Auctions

Grosvenor gavels down Falkland Islands provisional surcharge block for $54,550

Apr 30, 2021, 12 AM

By Matthew Healey, New York Correspondent

Grosvenor Philatelic Auctions held a series of sales in London Nov. 9-12 to mark the firm’s 100th auction, a culmination of an 18-year run. The series reaped a total realization of more than £2 million.

A scarce, unused 1882 £1 stamp on blued paper with an anchor watermark (Great Britain Scott 92) sold for £35,612 (or about $52,750), including the 19 percent buyer’s premium levied by Grosvenor, even though the stamp lacked gum.

An 1885 £1 brown-lilac stamp, overprinted “I.R. Official” for use by the Inland Revenue (Scott O10), once belonging to King Carol of Romania and later to the American industrialist Arthur Hind (who also owned the famous British Guiana 1¢ Magenta), sold for the equivalent of $22,900.

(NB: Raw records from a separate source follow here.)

//! Wallet address format checks.
//!
//! A fixed allowlist of chain-specific patterns. This only checks shape; it
//! does not verify checksums.

use crate::errors::AppError;
use once_cell::sync::Lazy;
use regex::Regex;

pub const MAX_ADDRESS_LENGTH: usize = 256;

pub const EMPTY_ADDRESS_MESSAGE: &str = "請輸入錢包地址";
pub const ADDRESS_TOO_LONG_MESSAGE: &str = "地址長度過長";
pub const UNSUPPORTED_ADDRESS_MESSAGE: &str = "地址格式錯誤或尚未支援的鏈別";

/// One blockchain address family.
#[derive(Debug)]
pub struct ChainPattern {
    pub label: &'static str,
    pub regex: Regex,
}

const PATTERN_SOURCES: &[(&str, &str)] = &[
    ("EVM", r"(?i)^0x[a-f0-9]{40}$"),
    ("Bitcoin bech32", r"^(bc1|tb1|bcrt1)[0-9a-z]{11,71}$"),
    ("Bitcoin legacy", r"^[13][a-km-zA-HJ-NP-Z1-9]{25,34}$"),
    ("Bitcoin cash", r"^(q|p)[a-z0-9]{41}$"),
    ("Litecoin bech32", r"^(ltc1)[0-9a-z]{11,71}$"),
    ("Litecoin legacy", r"^[LM3][a-km-zA-HJ-NP-Z1-9]{25,34}$"),
    ("Tron", r"^T[1-9A-HJ-NP-Za-km-z]{33}$"),
    ("Solana", r"^[1-9A-HJ-NP-Za-km-z]{32,44}$"),
    ("Dogecoin", r"^D[5-9A-HJ-NP-U][1-9A-HJ-NP-Za-km-z]{32}$"),
    ("Bech32 generic", r"^[a-z0-9]{1,83}1[ac-hj-np-z02-9]{6,}$"),
];

static CHAIN_PATTERNS: Lazy<Vec<ChainPattern>> = Lazy::new(|| {
    PATTERN_SOURCES
        .iter()
        .filter_map(|&(label, source)| match Regex::new(source) {
            Ok(regex) => Some(ChainPattern { label, regex }),
            Err(e) => {
                tracing::error!("Invalid address pattern for {}: {}", label, e);
                None
            }
        })
        .collect()
});

/// Registered chain patterns, in match order.
pub fn chain_patterns() -> &'static [ChainPattern] {
    &CHAIN_PATTERNS
}

/// A trimmed address that matched at least one chain pattern.
#[derive(Debug, Clone, PartialEq, Eq)]
pub struct AddressCandidate {
    pub address: String,
    /// Label of the first pattern that matched.
    pub chain: &'static str,
}

/// Validate a raw wallet address.
///
/// Trims the input, then rejects it when empty, longer than
/// [`MAX_ADDRESS_LENGTH`] characters, or matching none of the chain patterns.
pub fn validate_address(input: &str) -> Result<AddressCandidate, AppError> {
    let trimmed = input.trim();

    if trimmed.is_empty() {
        return Err(AppError::Validation(EMPTY_ADDRESS_MESSAGE.to_string()));
    }

    if trimmed.chars().count() > MAX_ADDRESS_LENGTH {
        return Err(AppError::Validation(ADDRESS_TOO_LONG_MESSAGE.to_string()));
    }

    let pattern = chain_patterns()
        .iter()
        .find(|pattern| pattern.regex.is_match(trimmed))
        .ok_or_else(|| AppError::Validation(UNSUPPORTED_ADDRESS_MESSAGE.to_string()))?;

    tracing::debug!("Address matched {} pattern", pattern.label);

    Ok(AddressCandidate {
        address: trimmed.to_string(),
        chain: pattern.label,
    })
}

/// True for a `0x`-prefixed 40-digit hex address, in any letter case.
pub fn is_evm_address(address: &str) -> bool {
    chain_patterns()
        .iter()
        .find(|pattern| pattern.label == "EVM")
        .is_some_and(|pattern| pattern.regex.is_match(address))
}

Two letters signed by King Charles II (reigned 1660-85), sending military instructions in January 1665 and July 1666 to his “well-beloved cousin,” Horatio, Lord Townshend, lord lieutenant of Norfolk, sold for $14,900 and $6,360, respectively.

A large, 1904 registered cover from the Italian Consulate at Hudeida, Yemen, to the Ministry of Foreign Affairs in Rome, bears the only known mixed franking of both Yemen and Aden stamps. It sold for $17,625.

Sovereignty over the Falkland Islands went back and forth until 1833, when Britain reasserted its control for the duration. Postal history from the islands prior to this is very scarce. The earliest recorded item, a letter sent to Massachusetts in 1800, realized $16,725 at the Grosvenor sale.

The largest known multiple of the Falkland Islands 1891 provisional ½d surcharge (Scott 19) seems at first glance to be a block of eight but is in fact a block of 16: each of the 1-penny stamps is twice handstamped with a small ½d, and the stamps were intended to be bisected before use.

One of the stamps is missing its lower surcharge, and the block has a couple of trivial faults. Nevertheless, the block has been called the “crown jewel” of Falklands philately, and it found a new owner for a record $54,550.